I am straitened, indeed, by the calamity that hath befallen me: but the Family of the favoured Prophet shall intercede for met Upon this, the King, looking towards the young man, said to him, O youth, thou hast increased my anxiety. And where (he added) is this woman?-The young man answered, She is in the tomb where the slave is lying, in the kubbeh; and every day, before she visits him, she strips me of my clothing, and inflicts upon me a hundred lashes with the whip, while I weep and cry out, unable to move so as to repulse her. After thus torturing me, she repairs early to the slave, with the wine and boiled meat.-By Allah, O youth, said the King, I will do thee an act of kindness for which I shall be remembered, and a favour which historians shall record in a biography after me.

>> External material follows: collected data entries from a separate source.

//! CSV file data adapter.
//!
//! Daily bars live in `<dir>/<symbol>.csv` with a
//! `date,open,high,low,close,volume` header. The candidate pool is a
//! separate CSV with `symbol,name` and optional auction, market cap and
//! concept columns.

use crate::domain::error::StockpickError;
use crate::domain::market::exchange_symbol;
use crate::domain::ohlcv::OhlcvBar;
use crate::domain::pick::Candidate;
use crate::ports::data_port::DataPort;
use chrono::NaiveDate;
use std::fs;
use std::io::ErrorKind;
use std::path::PathBuf;
use tracing::debug;

pub struct CsvAdapter {
    base_path: PathBuf,
    pool_path: Option<PathBuf>,
}

fn parse_error(reason: String) -> StockpickError {
    StockpickError::Database { reason }
}

fn field<'r>(record: &'r csv::StringRecord, index: usize, name: &str) -> Result<&'r str, StockpickError> {
    record
        .get(index)
        .map(str::trim)
        .ok_or_else(|| parse_error(format!("missing {name} column")))
}

fn number(record: &csv::StringRecord, index: usize, name: &str) -> Result<f64, StockpickError> {
    field(record, index, name)?
        .parse()
        .map_err(|e| parse_error(format!("invalid {name} value: {e}")))
}

impl CsvAdapter {
    pub fn new(base_path: PathBuf) -> Self {
        Self {
            base_path,
            pool_path: None,
        }
    }

    pub fn with_pool(mut self, pool_path: PathBuf) -> Self {
        self.pool_path = Some(pool_path);
        self
    }

    fn csv_path(&self, symbol: &str) -> PathBuf {
        self.base_path.join(format!("{symbol}.csv"))
    }

    fn read_bars(&self, symbol: &str) -> Result<Vec<OhlcvBar>, StockpickError> {
        let path = self.csv_path(symbol);
        let content = fs::read_to_string(&path).map_err(|e| match e.kind() {
            ErrorKind::NotFound => StockpickError::NoData {
                code: symbol.to_string(),
            },
            _ => parse_error(format!("failed to read {}: {e}", path.display())),
        })?;

        let mut rdr = csv::Reader::from_reader(content.as_bytes());
        let mut bars = Vec::new();
        for result in rdr.records() {
            let record = result.map_err(|e| parse_error(format!("CSV parse error: {e}")))?;
            let date = NaiveDate::parse_from_str(field(&record, 0, "date")?, "%Y-%m-%d")
                .map_err(|e| parse_error(format!("invalid date format: {e}")))?;
            bars.push(OhlcvBar {
                code: symbol.to_string(),
                date,
                open: number(&record, 1, "open")?,
                high: number(&record, 2, "high")?,
                low: number(&record, 3, "low")?,
                close: number(&record, 4, "close")?,
                volume: number(&record, 5, "volume")?,
            });
        }
        bars.sort_by_key(|b| b.date);
        Ok(bars)
    }

    /// Symbols with a bars CSV, sorted.
    fn bar_symbols(&self) -> Result<Vec<String>, StockpickError> {
        let entries = fs::read_dir(&self.base_path).map_err(|e| {
            parse_error(format!(
                "failed to read directory {}: {e}",
                self.base_path.display()
            ))
        })?;

        let mut symbols = Vec::new();
        for entry in entries {
            let entry = entry.map_err(|e| parse_error(format!("directory entry error: {e}")))?;
            let name = entry.file_name();
            if let Some(symbol) = name.to_string_lossy().strip_suffix(".csv") {
                symbols.push(symbol.to_string());
            }
        }
        symbols.sort();
        Ok(symbols)
    }
}

impl DataPort for CsvAdapter {
    fn fetch_bars(&self, symbol: &str, days: usize) -> Result<Vec<OhlcvBar>, StockpickError> {
        let mut bars = self.read_bars(symbol)?;
        if bars.is_empty() {
            return Err(StockpickError::NoData {
                code: symbol.to_string(),
            });
        }
        if bars.len() > days {
            bars.drain(..bars.len() - days);
        }
        debug!(symbol, bars = bars.len(), "loaded bars");
        Ok(bars)
    }

    /// Pool CSV when configured; otherwise every symbol with bar data,
    /// named after itself.
    fn candidate_pool(&self) -> Result<Vec<Candidate>, StockpickError> {
        let Some(path) = &self.pool_path else {
            return Ok(self
                .bar_symbols()?
                .into_iter()
                .map(|s| Candidate::new(s.clone(), s))
                .collect());
        };
        let mut rdr = csv::ReaderBuilder::new()
            .trim(csv::Trim::All)
            .from_path(path)
            .map_err(|e| parse_error(format!("failed to read {}: {e}", path.display())))?;
        let mut pool = Vec::new();
        for row in rdr.deserialize::<Candidate>() {
            let mut candidate =
                row.map_err(|e| parse_error(format!("candidate pool parse error: {e}")))?;
            candidate.symbol = exchange_symbol(&candidate.symbol);
            pool.push(candidate);
        }
        Ok(pool)
    }
}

He then sat and conversed with him until the approach of night, upon which he arose, and waited till the first dawn of day, when he took off his clothes, and slung on his sword, and went to the place where the slave lay. After remarking the candles and lamps, and perfumes and ointments, he approached the slave, and with a blow of his sword slew him; he then carried him on his back, and threw him into a well which he found in the palace, and returning to the kubbeh, clad himself with the slave's clothes, and lay down with the drawn sword by his side. Soon after, the vile enchantress went to her cousin, and, having pulled off his clothes, took the whip and beat him, while he cried, Ah! it is enough for me to be in this state! Have pity on me then!-Didst thou shew pity to me, she exclaimed, and didst thou spare my lover?-She then put on him the hair-cloth vest and his outer garments, and repaired to the slave with a cup of wine, and a bowl of boiled meat. Entering the tomb, she wept and wailed, exclaiming, O my master, answer me! O my master, speak to me!-and poured forth her lamentation in the words of this verse:
How long shall this aversion and harshness continue? Sufficient is the evil which my passion hath brought upon me!

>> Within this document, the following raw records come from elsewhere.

//! Configuration validation.
//!
//! Validates strategy and scheduler settings before any run.

use crate::domain::error::StockpickError;
use crate::domain::strategy::StrategyConfig;
use crate::ports::config_port::ConfigPort;
use chrono::NaiveTime;
use cron::Schedule;
use std::str::FromStr;

pub fn validate_strategy_config(config: &dyn ConfigPort) -> Result<StrategyConfig, StockpickError> {
    let strategy = StrategyConfig::from_config(config);
    validate_strategy(&strategy)?;
    Ok(strategy)
}

pub fn validate_strategy(strategy: &StrategyConfig) -> Result<(), StockpickError> {
    validate_tech_weight(strategy)?;
    validate_auction_weight(strategy)?;
    validate_weight_sum(strategy)?;
    validate_score_threshold(strategy)?;
    validate_max_recommendations(strategy)?;
    validate_price_band(strategy)?;
    Ok(())
}

pub fn validate_scheduler_config(config: &dyn ConfigPort) -> Result<(), StockpickError> {
    let start = parse_time(config, "window_start", "09:25")?;
    let end = parse_time(config, "window_end", "09:29")?;
    if start > end {
        return Err(invalid(
            "scheduler",
            "window_start",
            "window_start must not be after window_end",
        ));
    }
    for key in ["main", "fallback"] {
        if let Some(expr) = config.get_string("scheduler", key) {
            Schedule::from_str(&expr)
                .map_err(|e| invalid("scheduler", key, &format!("invalid cron expression: {e}")))?;
        }
    }
    if config.get_int("scheduler", "poll_secs", 30) <= 0 {
        return Err(invalid("scheduler", "poll_secs", "poll_secs must be positive"));
    }
    Ok(())
}

fn invalid(section: &str, key: &str, reason: &str) -> StockpickError {
    StockpickError::ConfigInvalid {
        section: section.to_string(),
        key: key.to_string(),
        reason: reason.to_string(),
    }
}

fn parse_time(config: &dyn ConfigPort, key: &str, default: &str) -> Result<NaiveTime, StockpickError> {
    let value = config
        .get_string("scheduler", key)
        .unwrap_or_else(|| default.to_string());
    NaiveTime::parse_from_str(value.trim(), "%H:%M").map_err(|_| {
        invalid(
            "scheduler",
            key,
            &format!("invalid {key} format, expected HH:MM"),
        )
    })
}

fn validate_tech_weight(s: &StrategyConfig) -> Result<(), StockpickError> {
    if !(0.4..=0.8).contains(&s.tech_weight) {
        return Err(invalid(
            "strategy",
            "tech_weight",
            "tech_weight must be between 0.4 and 0.8",
        ));
    }
    Ok(())
}

fn validate_auction_weight(s: &StrategyConfig) -> Result<(), StockpickError> {
    if !(0.2..=0.6).contains(&s.auction_weight) {
        return Err(invalid(
            "strategy",
            "auction_weight",
            "auction_weight must be between 0.2 and 0.6",
        ));
    }
    Ok(())
}

fn validate_weight_sum(s: &StrategyConfig) -> Result<(), StockpickError> {
    if (s.tech_weight + s.auction_weight - 1.0).abs() > 0.01 {
        return Err(invalid(
            "strategy",
            "auction_weight",
            "tech_weight and auction_weight must sum to 1",
        ));
    }
    Ok(())
}

fn validate_score_threshold(s: &StrategyConfig) -> Result<(), StockpickError> {
    if !(0.5..=0.9).contains(&s.score_threshold) {
        return Err(invalid(
            "strategy",
            "score_threshold",
            "score_threshold must be between 0.5 and 0.9",
        ));
    }
    Ok(())
}

fn validate_max_recommendations(s: &StrategyConfig) -> Result<(), StockpickError> {
    if !(5..=50).contains(&s.max_recommendations) {
        return Err(invalid(
            "strategy",
            "max_recommendations",
            "max_recommendations must be between 5 and 50",
        ));
    }
    Ok(())
}

fn validate_price_band(s: &StrategyConfig) -> Result<(), StockpickError> {
    if !(1.0 <= s.min_price && s.min_price <= s.max_price && s.max_price <= 1000.0) {
        return Err(invalid(
            "strategy",
            "min_price",
            "price band must satisfy 1 <= min_price <= max_price <= 1000",
        ));
    }
    Ok(())
}

#[cfg(test)]
mod tests {
    use super::*;
    use crate::adapters::file_config_adapter::FileConfigAdapter;

    fn assert_invalid_key(result: Result<(), StockpickError>, expected: &str) {
        match result {
            Err(StockpickError::ConfigInvalid { key, .. }) => assert_eq!(key, expected),
            other => panic!("expected ConfigInvalid for {expected}, got {other:?}"),
        }
    }

    #[test]
    fn defaults_are_valid() {
        assert!(validate_strategy(&StrategyConfig::default()).is_ok());
    }

    #[test]
    fn tech_weight_range() {
        let s = StrategyConfig {
            tech_weight: 0.85,
            auction_weight: 0.15,
            ..StrategyConfig::default()
        };
        assert_invalid_key(validate_strategy(&s), "tech_weight");
    }

    #[test]
    fn auction_weight_range() {
        let s = StrategyConfig {
            tech_weight: 0.5,
            auction_weight: 0.65,
            ..StrategyConfig::default()
        };
        assert_invalid_key(validate_strategy(&s), "auction_weight");
    }

    #[test]
    fn weights_must_sum_to_one() {
        let s = StrategyConfig {
            tech_weight: 0.6,
            auction_weight: 0.3,
            ..StrategyConfig::default()
        };
        assert_invalid_key(validate_strategy(&s), "auction_weight");

        let close_enough = StrategyConfig {
            tech_weight: 0.6,
            auction_weight: 0.405,
            ..StrategyConfig::default()
        };
        assert!(validate_strategy(&close_enough).is_ok());
    }

    #[test]
    fn threshold_and_count_ranges() {
        let s = StrategyConfig {
            score_threshold: 0.45,
            ..StrategyConfig::default()
        };
        assert_invalid_key(validate_strategy(&s), "score_threshold");

        let s = StrategyConfig {
            max_recommendations: 51,
            ..StrategyConfig::default()
        };
        assert_invalid_key(validate_strategy(&s), "max_recommendations");
    }

    #[test]
    fn price_band_rules() {
        for (min, max) in [(0.5, 10.0), (20.0, 10.0), (5.0, 1001.0)] {
            let s = StrategyConfig {
                min_price: min,
                max_price: max,
                ..StrategyConfig::default()
            };
            assert_invalid_key(validate_strategy(&s), "min_price");
        }
        let s = StrategyConfig {
            min_price: 10.0,
            max_price: 10.0,
            ..StrategyConfig::default()
        };
        assert!(validate_strategy(&s).is_ok());
    }

    #[test]
    fn validate_from_config_file() {
        let adapter =
            FileConfigAdapter::from_string("[strategy]\nscore_threshold = 0.95\n").unwrap();
        assert!(validate_strategy_config(&adapter).is_err());

        let adapter = FileConfigAdapter::from_string("[strategy]\n").unwrap();
        assert_eq!(
            validate_strategy_config(&adapter).unwrap(),
            StrategyConfig::default()
        );
    }

    #[test]
    fn scheduler_config_checks() {
        let ok = FileConfigAdapter::from_string(
            "[scheduler]\nwindow_start = 09:25\nwindow_end = 09:29\nmain = 0 25-28,30 9 * * Mon-Fri\n",
        )
        .unwrap();
        assert!(validate_scheduler_config(&ok).is_ok());

        let bad_time = FileConfigAdapter::from_string("[scheduler]\nwindow_start = 9h\n").unwrap();
        assert_invalid_key(validate_scheduler_config(&bad_time), "window_start");

        let reversed = FileConfigAdapter::from_string(
            "[scheduler]\nwindow_start = 10:00\nwindow_end = 09:00\n",
        )
        .unwrap();
        assert_invalid_key(validate_scheduler_config(&reversed), "window_start");

        let bad_cron = FileConfigAdapter::from_string("[scheduler]\nfallback = not cron\n").unwrap();
        assert_invalid_key(validate_scheduler_config(&bad_cron), "fallback");

        let bad_poll = FileConfigAdapter::from_string("[scheduler]\npoll_secs = 0\n").unwrap();
        assert_invalid_key(validate_scheduler_config(&bad_poll), "poll_secs");
    }
}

Then, weeping, as before, she exclaimed again, O my master, answer me and speak to me! Upon this the King, speaking in a low voice, and adapting his tongue to the pronunciation of the blacks ejaculated, Ah! Ah! there is no strength nor power but in God! On hearing these words, she screamed with joy, and fell down in a swoon; and when she recovered, she exclaimed, Possibly my master is restored to health! The King, again lowering his voice, as if from weakness, replied, Thou profligate wretch, thou deservest not that I should address thee.-Wherefore? said she. He answered, Because all the day long thou tormentest thy husband, while he calleth out, and imploreth the aid of God, so that thou hast prevented my sleeping from the commencement of darkness until morning: thy husband hath not ceased to humble himself, and to imprecate vengeance upon thee, till he hath distracted me; and had it not been for this, I had recovered my strength: this it is which hath prevented my answering thee.-Then, with thy permission, she replied, I will liberate him from his present sufferings.-Liberate him, said the King, and give us ease.